Podcast: Hidden data and genetic actuality

01-03-2022 | |
Podcast: Hidden data and genetic actuality

In this 50th episode of the Real P3 podcast, Dr Casey Bradley spoke to Stephen Hall and together they discuss genetics and the value of apply economics to data.

The Real P3 podcast series is an initiative where pork professionals from around the globe share their thoughts, insights, and solutions to their day-to-day challenges in the pig farming and production industry.


Hall left school at the age of 16 to work on a farm. He attended farming school for a year and continued to work on farms until he was almost 40. He worked with the pigs and loved it from the get-go. He moved into the corporate space and gained vast experience working for breeding companies, including PIC where his skills and passions were recognised early on and he was assigned to manage boar production in the UK. He has also spent time at the Danish company, Agrisoft, which produces pig recording software.

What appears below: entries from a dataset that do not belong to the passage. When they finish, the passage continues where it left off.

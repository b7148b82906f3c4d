use anchor_lang::error::Error;
use anchor_lang::Result;

use crate::errors::ErrorCode;

pub fn assert_error<T: std::fmt::Debug>(result: Result<T>, expected: ErrorCode) {
    match result {
        Err(Error::AnchorError(err)) => {
            assert_eq!(err.error_code_number, u32::from(expected), "{}", err.error_msg)
        }
        other => panic!("expected {:?}, got {:?}", expected, other),
    }
}
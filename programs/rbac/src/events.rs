use anchor_lang::prelude::*;

use crate::state::Role;

#[event]
pub struct ConfigInitializedEvent {
    pub genesis_authority: Pubkey,
}

#[event]
pub struct UserInitializedEvent {
    pub user: Pubkey,
    pub role: Role,
    pub created_by: Pubkey,
    pub payer: Pubkey,
    pub genesis: bool,
}

#[event]
pub struct UserRevokedEvent {
    pub user: Pubkey,
    pub role: Role,
    pub revoked_by: Pubkey,
    pub refund_recipient: Pubkey,
    pub refund: u64,
}

#[event]
pub struct SensitiveOperationEvent {
    pub actor: Pubkey,
    pub role: Role,
}
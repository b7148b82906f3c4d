use anchor_lang::prelude::*;

#[error_code]
pub enum ErrorCode {
    #[msg("Request is not signed by the acting identity")]
    InvalidSigner,

    #[msg("You do not have the role required for this operation")]
    Unauthorized,

    #[msg("Only the Super Admin can assign roles")]
    NotSuperAdmin,

    #[msg("User already has a role record")]
    AlreadyInitialized,

    #[msg("User has no role record")]
    NotFound,

    #[msg("Genesis authority can only grant itself the Super Admin role")]
    InvalidGenesisGrant,

    #[msg("Refund must go to the account that paid for the record")]
    InvalidRefundRecipient,

    #[msg("Role record account is malformed")]
    InvalidProfileAccount,

    #[msg("Signer is not the program upgrade authority")]
    NotUpgradeAuthority,
}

Most recently, to explore the hidden value in data, he ventured out on his own and developed Gilt Watch Together which looks at life cycle analysis and is based on cohorts of breeding animals that are followed through from start to finish – from the first gilt coming in to the last sow being culled within that cohort. The cohort’s performance is then evaluated.

Applying economics to data

There is no shortage of data, noted Hall, but highlighted that we need to apply the economics to the data “If you can’t put the economics to that then you’re not telling the producer very much at all, really, and not helping them in their business.”

He also spoke about the importance of the industry and pig producers doing a better job of controlling the narrative around the perception of how pork is produced, and how husbandry, which he says is best performed by those that have a vocational aptitude and instinct, has slipped onto the back burner in terms of what is important on-farm.

Better pay and continued education

He highlighted how producers earn the least amount of what is earned throughout the food delivery chain and that better pay and continuing education are critical to the long-term success of the industry.

The success of a pig business relies on a team, said Hall, adding that the team extends from those on the farm to every function and facility that applies to the farm business, including a vet, a nutritionist, a supply genetics company, and someone who can organise and present the data, etc.